Van Gogh quiso ser feliz desde que le
dejaron ser una persona, desde que se quitó el andrajoso traje negro de pastor
protestante con que su familia quería verle en su Holanda natal, donde la
miseria era puramente africana. Gracias a dios, el dios que nunca le protegió,
el dios que le azotó sin compasión, el dios que le llevó a la crucifixión en un
campo de trigo donde las mozas guapas y bien alimentadas le miraban con ojos
que les chorreaba entre las piernas que él no veía. Porque cuando Van Gogh
llega a París para ser pintor, puede sobrevivir gracias a su hermano Thèo, que
anda metido en el mundo del mercadeo de cuadros.
Durante sus 37 años de vida, Van Gogh no
tendrá más que un cliente, el hermano generoso, bondadoso, lleno de amor, que
quiere proteger a ese niño grande que apenas sabe andar por el mundo.
Le deja que se vaya a pintar al sur de
Francia, a Arles, que ahora suena mucho en turismo, como todas las
imbecilidades suenan cuando ya no hay música.
Pinta que te pinta, pinta, Van Gogh es un
loco de trabajo. 9000 cuadros dicen que pintó hasta su muerte.

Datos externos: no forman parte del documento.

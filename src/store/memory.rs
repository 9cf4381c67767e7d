//! In-memory [`Store`] implementation for tests.
//!
//! Rows live in insertion-ordered `Vec`s behind `std::sync::RwLock`.

use std::collections::HashSet;
use std::sync::{RwLock, RwLockReadGuard, RwLockWriteGuard};

use anyhow::{bail, Result};
use async_trait::async_trait;

use crate::models::{Dataset, DatasetCounts, DatasetSummary, Document, Sample};

use super::Store;

pub struct InMemoryStore {
    datasets: RwLock<Vec<Dataset>>,
    documents: RwLock<Vec<Document>>,
    samples: RwLock<Vec<Sample>>,
}

impl InMemoryStore {
    pub fn new() -> Self {
        Self {
            datasets: RwLock::new(Vec::new()),
            documents: RwLock::new(Vec::new()),
            samples: RwLock::new(Vec::new()),
        }
    }
}

impl Default for InMemoryStore {
    fn default() -> Self {
        Self::new()
    }
}

// Writes only push after every check passes, so a poisoned lock never holds
// a partial row.
fn read<T>(lock: &RwLock<T>) -> RwLockReadGuard<'_, T> {
    lock.read().unwrap_or_else(|e| e.into_inner())
}

fn write<T>(lock: &RwLock<T>) -> RwLockWriteGuard<'_, T> {
    lock.write().unwrap_or_else(|e| e.into_inner())
}

#[async_trait]
impl Store for InMemoryStore {
    async fn insert_dataset(&self, dataset: &Dataset) -> Result<()> {
        let mut datasets = write(&self.datasets);
        if datasets.iter().any(|d| d.id == dataset.id) {
            bail!("dataset {} already exists", dataset.id);
        }
        datasets.push(dataset.clone());
        Ok(())
    }

    async fn get_dataset(&self, id: &str) -> Result<Option<Dataset>> {
        Ok(read(&self.datasets).iter().find(|d| d.id == id).cloned())
    }

    async fn list_datasets(&self) -> Result<Vec<DatasetSummary>> {
        let datasets = read(&self.datasets);
        let documents = read(&self.documents);
        let samples = read(&self.samples);

        // Reverse first so the stable sort keeps later inserts ahead on ties.
        let mut out: Vec<DatasetSummary> = datasets
            .iter()
            .rev()
            .map(|d| DatasetSummary {
                id: d.id.clone(),
                name: d.name.clone(),
                description: d.description.clone(),
                created_at: d.created_at,
                counts: DatasetCounts {
                    documents: documents.iter().filter(|x| x.dataset_id == d.id).count() as i64,
                    samples: samples.iter().filter(|x| x.dataset_id == d.id).count() as i64,
                },
            })
            .collect();
        out.sort_by(|a, b| b.created_at.cmp(&a.created_at));
        Ok(out)
    }

    async fn insert_document(&self, document: &Document) -> Result<()> {
        if !read(&self.datasets)
            .iter()
            .any(|d| d.id == document.dataset_id)
        {
            bail!(
                "document {} references unknown dataset {}",
                document.id,
                document.dataset_id
            );
        }
        let mut documents = write(&self.documents);
        if documents.iter().any(|d| d.id == document.id) {
            bail!("document {} already exists", document.id);
        }
        documents.push(document.clone());
        Ok(())
    }

    async fn insert_sample(&self, sample: &Sample) -> Result<()> {
        if !read(&self.datasets)
            .iter()
            .any(|d| d.id == sample.dataset_id)
        {
            bail!(
                "sample {} references unknown dataset {}",
                sample.id,
                sample.dataset_id
            );
        }
        let same_dataset = read(&self.documents)
            .iter()
            .any(|d| d.id == sample.document_id && d.dataset_id == sample.dataset_id);
        if !same_dataset {
            bail!(
                "sample {} references document {} outside dataset {}",
                sample.id,
                sample.document_id,
                sample.dataset_id
            );
        }
        let mut samples = write(&self.samples);
        if samples.iter().any(|s| s.id == sample.id) {
            bail!("sample {} already exists", sample.id);
        }
        samples.push(sample.clone());
        Ok(())
    }

    async fn insert_parsed(&self, document: &Document, samples: &[Sample]) -> Result<()> {
        if !read(&self.datasets)
            .iter()
            .any(|d| d.id == document.dataset_id)
        {
            bail!(
                "document {} references unknown dataset {}",
                document.id,
                document.dataset_id
            );
        }
        let mut documents = write(&self.documents);
        let mut stored = write(&self.samples);
        if documents.iter().any(|d| d.id == document.id) {
            bail!("document {} already exists", document.id);
        }
        let mut seen = HashSet::new();
        for sample in samples {
            if sample.document_id != document.id || sample.dataset_id != document.dataset_id {
                bail!(
                    "sample {} references document {} outside dataset {}",
                    sample.id,
                    sample.document_id,
                    sample.dataset_id
                );
            }
            if !seen.insert(sample.id.as_str()) || stored.iter().any(|s| s.id == sample.id) {
                bail!("sample {} already exists", sample.id);
            }
        }
        documents.push(document.clone());
        stored.extend(samples.iter().cloned());
        Ok(())
    }

    async fn list_documents(&self, dataset_id: &str) -> Result<Vec<Document>> {
        Ok(read(&self.documents)
            .iter()
            .filter(|d| d.dataset_id == dataset_id)
            .cloned()
            .collect())
    }

    async fn list_samples(&self, dataset_id: &str, limit: usize) -> Result<Vec<Sample>> {
        Ok(read(&self.samples)
            .iter()
            .filter(|s| s.dataset_id == dataset_id)
            .take(limit)
            .cloned()
            .collect())
    }

    async fn count_documents(&self, dataset_id: &str) -> Result<i64> {
        Ok(read(&self.documents)
            .iter()
            .filter(|d| d.dataset_id == dataset_id)
            .count() as i64)
    }
}

#[cfg(test)]
pub(crate) mod fixtures {
    use chrono::{DateTime, Utc};

    use crate::models::{Dataset, Document, ParseConfig, Sample, DATASET_VERSION};

    pub fn dataset(id: &str, name: &str, created_at: DateTime<Utc>) -> Dataset {
        Dataset {
            id: id.into(),
            name: name.into(),
            description: None,
            tags: vec![],
            storage_location: String::new(),
            parse_config: ParseConfig::default(),
            version_hash: DATASET_VERSION.into(),
            created_at,
        }
    }

    pub fn document(id: &str, dataset_id: &str, created_at: DateTime<Utc>) -> Document {
        Document {
            id: id.into(),
            dataset_id: dataset_id.into(),
            filename: "file.pdf".into(),
            file_hash: "abc".into(),
            page_count: 2,
            created_at,
        }
    }

    pub fn sample(
        id: &str,
        dataset_id: &str,
        document_id: &str,
        page: i64,
        created_at: DateTime<Utc>,
    ) -> Sample {
        Sample {
            id: id.into(),
            dataset_id: dataset_id.into(),
            document_id: document_id.into(),
            page_indices: vec![page],
            input_text: format!("page {}", page),
            expected_answer: None,
            tags: vec![],
            created_at,
        }
    }
}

Y nunca consiguió
vender uno solo.
Era tan bonito aquel Arles de película de la
MGM en color que cuando se corta el lóbulo de la oreja izquierda para
regalárselo como prueba de amor a una prostituta, deja que le encierren en un
asilo, en St. Remy de Provence. Y antes de que le den el alta pinta el asilo
con tanto amor que se asemeja más que nada a un hotelito perdido en un paisaje
bucólico.
En la pensión de Arles, pagaba cinco francos
por día. En un hotelucho de mala muerte de París, yo pagaba diariamente una
moneda de cinco francos. Gracias a Kirk Douglas, cuando el hombre no andaba a
vueltas con la melancolía, hay un recuerdo tuyo en los cines, para los muchos
analfabetos que no saben leer y apenas llegan a ver.
Van Gogh, te amamos como a nosotros mismos,
en el nombre del padre pastor, en nombre del hijo que no tuviste y en ese
espíritu santo que nunca te socorrió.
*Sergio
Berrocal – periodista franco-español, fundador, junto a relevantes escritores
latinoamericanos del servicio en español de la agencia francesa de prensa (AFP)
y colaborador de la agencia Prensa Latina (PL).